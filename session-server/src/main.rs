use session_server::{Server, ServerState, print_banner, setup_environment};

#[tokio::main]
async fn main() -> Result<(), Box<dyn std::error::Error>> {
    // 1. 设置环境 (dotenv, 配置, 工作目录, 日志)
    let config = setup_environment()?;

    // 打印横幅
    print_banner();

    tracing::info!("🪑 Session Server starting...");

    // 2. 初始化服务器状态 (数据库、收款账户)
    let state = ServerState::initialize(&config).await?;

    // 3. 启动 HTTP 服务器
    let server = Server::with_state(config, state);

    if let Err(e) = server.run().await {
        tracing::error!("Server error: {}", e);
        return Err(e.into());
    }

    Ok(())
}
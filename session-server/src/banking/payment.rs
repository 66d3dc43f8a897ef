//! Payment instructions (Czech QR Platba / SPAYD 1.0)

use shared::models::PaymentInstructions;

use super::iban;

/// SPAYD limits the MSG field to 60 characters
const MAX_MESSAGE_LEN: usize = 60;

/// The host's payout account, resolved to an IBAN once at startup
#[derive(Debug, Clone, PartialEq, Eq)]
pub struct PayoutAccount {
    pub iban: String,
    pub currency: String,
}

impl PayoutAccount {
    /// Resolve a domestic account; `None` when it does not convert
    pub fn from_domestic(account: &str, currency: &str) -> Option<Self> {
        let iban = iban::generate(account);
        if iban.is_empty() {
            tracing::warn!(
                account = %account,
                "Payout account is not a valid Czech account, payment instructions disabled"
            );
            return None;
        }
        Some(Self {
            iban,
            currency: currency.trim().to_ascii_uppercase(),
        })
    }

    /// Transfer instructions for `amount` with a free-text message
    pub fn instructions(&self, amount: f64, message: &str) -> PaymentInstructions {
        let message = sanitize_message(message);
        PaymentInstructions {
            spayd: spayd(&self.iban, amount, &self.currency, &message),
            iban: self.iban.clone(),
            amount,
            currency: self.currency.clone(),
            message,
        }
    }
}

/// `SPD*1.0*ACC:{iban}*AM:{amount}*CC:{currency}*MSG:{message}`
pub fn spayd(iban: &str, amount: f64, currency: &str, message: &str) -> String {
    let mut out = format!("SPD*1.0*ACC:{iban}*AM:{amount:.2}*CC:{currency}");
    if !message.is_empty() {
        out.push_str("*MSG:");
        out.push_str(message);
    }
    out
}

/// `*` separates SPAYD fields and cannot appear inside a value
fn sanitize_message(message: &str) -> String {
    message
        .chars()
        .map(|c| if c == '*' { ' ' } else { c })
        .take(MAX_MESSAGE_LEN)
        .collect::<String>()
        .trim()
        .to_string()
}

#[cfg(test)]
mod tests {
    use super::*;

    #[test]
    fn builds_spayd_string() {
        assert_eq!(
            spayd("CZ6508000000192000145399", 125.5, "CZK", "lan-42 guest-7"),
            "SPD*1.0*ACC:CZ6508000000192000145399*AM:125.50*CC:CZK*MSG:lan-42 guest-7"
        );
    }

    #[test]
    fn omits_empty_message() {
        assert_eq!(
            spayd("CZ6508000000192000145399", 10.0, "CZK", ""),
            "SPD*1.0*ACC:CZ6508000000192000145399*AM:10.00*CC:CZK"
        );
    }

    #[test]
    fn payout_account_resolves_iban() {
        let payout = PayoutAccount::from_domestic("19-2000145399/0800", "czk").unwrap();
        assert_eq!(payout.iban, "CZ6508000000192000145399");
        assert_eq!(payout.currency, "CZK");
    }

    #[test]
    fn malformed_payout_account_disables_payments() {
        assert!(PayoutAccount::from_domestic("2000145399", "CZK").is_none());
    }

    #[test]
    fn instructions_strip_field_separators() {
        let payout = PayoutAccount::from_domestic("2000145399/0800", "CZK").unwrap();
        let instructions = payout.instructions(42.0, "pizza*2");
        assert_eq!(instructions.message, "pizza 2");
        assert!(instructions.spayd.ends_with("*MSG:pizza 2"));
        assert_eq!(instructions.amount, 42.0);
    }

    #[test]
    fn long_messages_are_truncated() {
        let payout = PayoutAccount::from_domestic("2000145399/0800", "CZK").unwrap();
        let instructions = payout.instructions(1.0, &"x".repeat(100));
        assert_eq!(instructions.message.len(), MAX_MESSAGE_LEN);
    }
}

PROBLEM:
Print the records above again, every one, exactly as written.

RESULT OF THE EXERCISE:
filename session-server/src/main.rs
use session_server::{Server, ServerState, print_banner, setup_environment};

#[tokio::main]
async fn main() -> Result<(), Box<dyn std::error::Error>> {
    // 1. 设置环境 (dotenv, 配置, 工作目录, 日志)
    let config = setup_environment()?;

    // 打印横幅
    print_banner();

    tracing::info!("🪑 Session Server starting...");

    // 2. 初始化服务器状态 (数据库、收款账户)
    let state = ServerState::initialize(&config).await?;

    // 3. 启动 HTTP 服务器
    let server = Server::with_state(config, state);

    if let Err(e) = server.run().await {
        tracing::error!("Server error: {}", e);
        return Err(e.into());
    }

    Ok(())
}
filename session-server/src/banking/payment.rs
repository 66d3dc43f8a897ef
//! Payment instructions (Czech QR Platba / SPAYD 1.0)

use shared::models::PaymentInstructions;

use super::iban;

/// SPAYD limits the MSG field to 60 characters
const MAX_MESSAGE_LEN: usize = 60;

/// The host's payout account, resolved to an IBAN once at startup
#[derive(Debug, Clone, PartialEq, Eq)]
pub struct PayoutAccount {
    pub iban: String,
    pub currency: String,
}

impl PayoutAccount {
    /// Resolve a domestic account; `None` when it does not convert
    pub fn from_domestic(account: &str, currency: &str) -> Option<Self> {
        let iban = iban::generate(account);
        if iban.is_empty() {
            tracing::warn!(
                account = %account,
                "Payout account is not a valid Czech account, payment instructions disabled"
            );
            return None;
        }
        Some(Self {
            iban,
            currency: currency.trim().to_ascii_uppercase(),
        })
    }

    /// Transfer instructions for `amount` with a free-text message
    pub fn instructions(&self, amount: f64, message: &str) -> PaymentInstructions {
        let message = sanitize_message(message);
        PaymentInstructions {
            spayd: spayd(&self.iban, amount, &self.currency, &message),
            iban: self.iban.clone(),
            amount,
            currency: self.currency.clone(),
            message,
        }
    }
}

/// `SPD*1.0*ACC:{iban}*AM:{amount}*CC:{currency}*MSG:{message}`
pub fn spayd(iban: &str, amount: f64, currency: &str, message: &str) -> String {
    let mut out = format!("SPD*1.0*ACC:{iban}*AM:{amount:.2}*CC:{currency}");
    if !message.is_empty() {
        out.push_str("*MSG:");
        out.push_str(message);
    }
    out
}

/// `*` separates SPAYD fields and cannot appear inside a value
fn sanitize_message(message: &str) -> String {
    message
        .chars()
        .map(|c| if c == '*' { ' ' } else { c })
        .take(MAX_MESSAGE_LEN)
        .collect::<String>()
        .trim()
        .to_string()
}

#[cfg(test)]
mod tests {
    use super::*;

    #[test]
    fn builds_spayd_string() {
        assert_eq!(
            spayd("CZ6508000000192000145399", 125.5, "CZK", "lan-42 guest-7"),
            "SPD*1.0*ACC:CZ6508000000192000145399*AM:125.50*CC:CZK*MSG:lan-42 guest-7"
        );
    }

    #[test]
    fn omits_empty_message() {
        assert_eq!(
            spayd("CZ6508000000192000145399", 10.0, "CZK", ""),
            "SPD*1.0*ACC:CZ6508000000192000145399*AM:10.00*CC:CZK"
        );
    }

    #[test]
    fn payout_account_resolves_iban() {
        let payout = PayoutAccount::from_domestic("19-2000145399/0800", "czk").unwrap();
        assert_eq!(payout.iban, "CZ6508000000192000145399");
        assert_eq!(payout.currency, "CZK");
    }

    #[test]
    fn malformed_payout_account_disables_payments() {
        assert!(PayoutAccount::from_domestic("2000145399", "CZK").is_none());
    }

    #[test]
    fn instructions_strip_field_separators() {
        let payout = PayoutAccount::from_domestic("2000145399/0800", "CZK").unwrap();
        let instructions = payout.instructions(42.0, "pizza*2");
        assert_eq!(instructions.message, "pizza 2");
        assert!(instructions.spayd.ends_with("*MSG:pizza 2"));
        assert_eq!(instructions.amount, 42.0);
    }

    #[test]
    fn long_messages_are_truncated() {
        let payout = PayoutAccount::from_domestic("2000145399/0800", "CZK").unwrap();
        let instructions = payout.instructions(1.0, &"x".repeat(100));
        assert_eq!(instructions.message.len(), MAX_MESSAGE_LEN);
    }
}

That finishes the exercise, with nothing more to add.